Monday, May. 22, 1978
Just Plain Bill
Bill Miller has a noxious problem. The Federal Reserve chairman is a non-smoker in a crowd of the heaviest puffers north of Winston-Salem. Treasury Secretary Mike Blumenthal is constantly chewing on Jamaican cigars. Treasury Under Secretary Anthony Solomon is inseparable from his pipe. Council of Economic Advisers Chairman Charles Schultze chain-smokes cigarettes. When near them, Miller sits in tolerant agony. But at the nation's central bank, Miller is very much in charge. Around the Federal Reserve's board room, which long was redolent with the fumes from Arthur Burns' briar, new black signs proclaim THANK YOU FOR NOT SMOKING DURING MEETINGS OF THE BOARD, and ashtrays have been removed.
Miller has moved into Washington with much command and in some two months he has brought to the board a new flexibility and crispness. Says one staffer: "We can't keep up with him. He's an electric mosquito." The former Textron Inc. chairman roams the Fed's cold marble halls at a slow jogger's pace, thrusting out his hand to someone he does not know and saying, "Hi, I'm Bill Miller." He signs memos "Bill," calls almost everyone at the Federal Reserve by his first name, and works in shirtsleeves.

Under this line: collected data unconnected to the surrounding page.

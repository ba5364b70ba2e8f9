//! Remote catalog service: the contract the store consumes and its HTTP client.

use std::time::Duration;

use async_trait::async_trait;
use serde::Deserialize;

use shopdesk_catalog::{CatalogEntry, ProductDraft};
use shopdesk_core::EntryId;

/// Transport-level failure talking to the catalog service.
#[derive(Debug, Clone, PartialEq, Eq, thiserror::Error)]
pub enum RemoteError {
    #[error("network error: {0}")]
    Network(String),
    #[error("API error ({0}): {1}")]
    Api(u16, String),
    #[error("parse error: {0}")]
    Parse(String),
}

/// Operations the catalog store performs against the remote service.
///
/// Implementations must not retry; a failed call is reported once and the
/// user decides whether to re-invoke.
#[async_trait]
pub trait CatalogService: Send + Sync {
    /// `GET /products`
    async fn fetch_all(&self) -> Result<Vec<CatalogEntry>, RemoteError>;

    /// `POST /products/add`. Returns the server's echo of the new entry.
    async fn create(&self, draft: &ProductDraft) -> Result<CatalogEntry, RemoteError>;

    /// `PUT /products/{id}` with the full record.
    async fn replace(&self, id: EntryId, entry: &CatalogEntry) -> Result<(), RemoteError>;

    /// `DELETE /products/{id}`. Only the HTTP status is inspected.
    async fn delete(&self, id: EntryId) -> Result<(), RemoteError>;
}

#[derive(Debug, Deserialize)]
struct ProductsPage {
    products: Vec<CatalogEntry>,
}

/// `reqwest`-backed [`CatalogService`].
#[derive(Debug, Clone)]
pub struct HttpCatalogService {
    api_url: String,
    client: reqwest::Client,
}

impl HttpCatalogService {
    pub fn new(api_url: impl Into<String>) -> Self {
        Self {
            api_url: normalize_base(api_url.into()),
            client: reqwest::Client::new(),
        }
    }

    /// Client whose requests give up after `timeout`.
    pub fn with_timeout(api_url: impl Into<String>, timeout: Duration) -> Result<Self, RemoteError> {
        let client = reqwest::Client::builder()
            .timeout(timeout)
            .build()
            .map_err(|e| RemoteError::Network(e.to_string()))?;
        Ok(Self {
            api_url: normalize_base(api_url.into()),
            client,
        })
    }

    pub fn api_url(&self) -> &str {
        &self.api_url
    }

    fn url(&self, path: &str) -> String {
        format!("{}{}", self.api_url, path)
    }
}

fn normalize_base(mut url: String) -> String {
    while url.ends_with('/') {
        url.pop();
    }
    url
}

async fn ensure_success(resp: reqwest::Response) -> Result<reqwest::Response, RemoteError> {
    if resp.status().is_success() {
        return Ok(resp);
    }
    let status = resp.status().as_u16();
    Err(RemoteError::Api(status, resp.text().await.unwrap_or_default()))
}

#[async_trait]
impl CatalogService for HttpCatalogService {
    async fn fetch_all(&self) -> Result<Vec<CatalogEntry>, RemoteError> {
        let resp = self
            .client
            .get(self.url("/products"))
            .send()
            .await
            .map_err(|e| RemoteError::Network(e.to_string()))?;
        let resp = ensure_success(resp).await?;

        let page: ProductsPage = resp.json().await.map_err(|e| RemoteError::Parse(e.to_string()))?;
        Ok(page.products)
    }

    async fn create(&self, draft: &ProductDraft) -> Result<CatalogEntry, RemoteError> {
        let resp = self
            .client
            .post(self.url("/products/add"))
            .json(draft)
            .send()
            .await
            .map_err(|e| RemoteError::Network(e.to_string()))?;
        let resp = ensure_success(resp).await?;

        resp.json().await.map_err(|e| RemoteError::Parse(e.to_string()))
    }

    async fn replace(&self, id: EntryId, entry: &CatalogEntry) -> Result<(), RemoteError> {
        let resp = self
            .client
            .put(self.url(&format!("/products/{id}")))
            .json(entry)
            .send()
            .await
            .map_err(|e| RemoteError::Network(e.to_string()))?;
        ensure_success(resp).await?;
        Ok(())
    }

    async fn delete(&self, id: EntryId) -> Result<(), RemoteError> {
        let resp = self
            .client
            .delete(self.url(&format!("/products/{id}")))
            .send()
            .await
            .map_err(|e| RemoteError::Network(e.to_string()))?;
        ensure_success(resp).await?;
        Ok(())
    }
}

Board meetings, which under Burns started an academic quarter-hour late and dragged on like the flu, now begin promptly when Miller's digital watch shows the scheduled hour, then move quickly from issue to issue. One meeting lasted a record-short ten minutes. In 30 minutes two weeks ago, the board confronted and resolved four items of bank regulation. At another meeting, members agreed to permit transfers of money from savings to checking accounts, an issue that had been hanging around for two years. The vote was 6 to 0 -- but only after Miller, a clever compromiser, crafted some changes that broke a 3-to-3 tie.
The chairman's activism was clearly seen in the board's decisions to allow the federal funds rate to rise twice in little more than a week, as well as to lift the discount rate to 7% last week. Interest rates will climb as a result, making Miller a handy target for White House staffers and politicians. Stuart Eizenstat, President Carter's chief domestic affairs adviser, complained that the Reserve's moves on interest rates "aren't ones we have asked for and aren't ones we have applauded." Wisconsin Democrat William Proxmire, the Senate Banking Committee chairman, who cast the sole negative vote against Miller's nomination, groused that the federal funds advance was wrong because "the economy is not at a point where restraint is appropriate." Investors have shown no such concern. The born-again stock market, say some Wall Streeters, is the "Miller market."
Miller favors slightly tighter money and a bit less economic growth to wrestle down inflation. But he told TIME Washington Correspondent George Taber: "If curbing inflation is left to monetary policy alone, then we have very serious dilemmas. My priority has been to call attention to a coordinated effort by Congress, the Administration and the Federal Reserve." That is why he was the first major policymaker to urge a delay in Jimmy Carter's proposed $25 billion tax cut, a position vindicated when the President agreed to make the cut smaller and later.
Miller foresees no disabling problems with the White House. "We're working in harmony," he says. "But we're independent, and we will take our actions. We won't always agree 100%, but the ability to communicate will result in a common front against inflation."
The prudent actions on money have so far earned high marks from bankers and businessmen. He is widely regarded as one of Carter's best appointments in an Administration that has more than its share of second-raters. But a shadow of sorts hangs over even Bill Miller. While he was Textron's boss, its Bell helicopter division paid off foreign officials and influence peddlers to boost sales. Miller insisted during his confirmation hearing, and again last week, that the payments were made by lower managers without his knowledge. The Securities and Exchange Commission is investigating, and Miller stands to be absolved.
In the meantime, he presses ahead on what is surely the toughest chore of his career: using the Federal Reserve to slow the economy gradually without dipping it into recession. As Oklahoma-born Miller, who is part Indian, puts it, "We want to go through this narrow pass to the wide open space on the other side without an arrow touching us."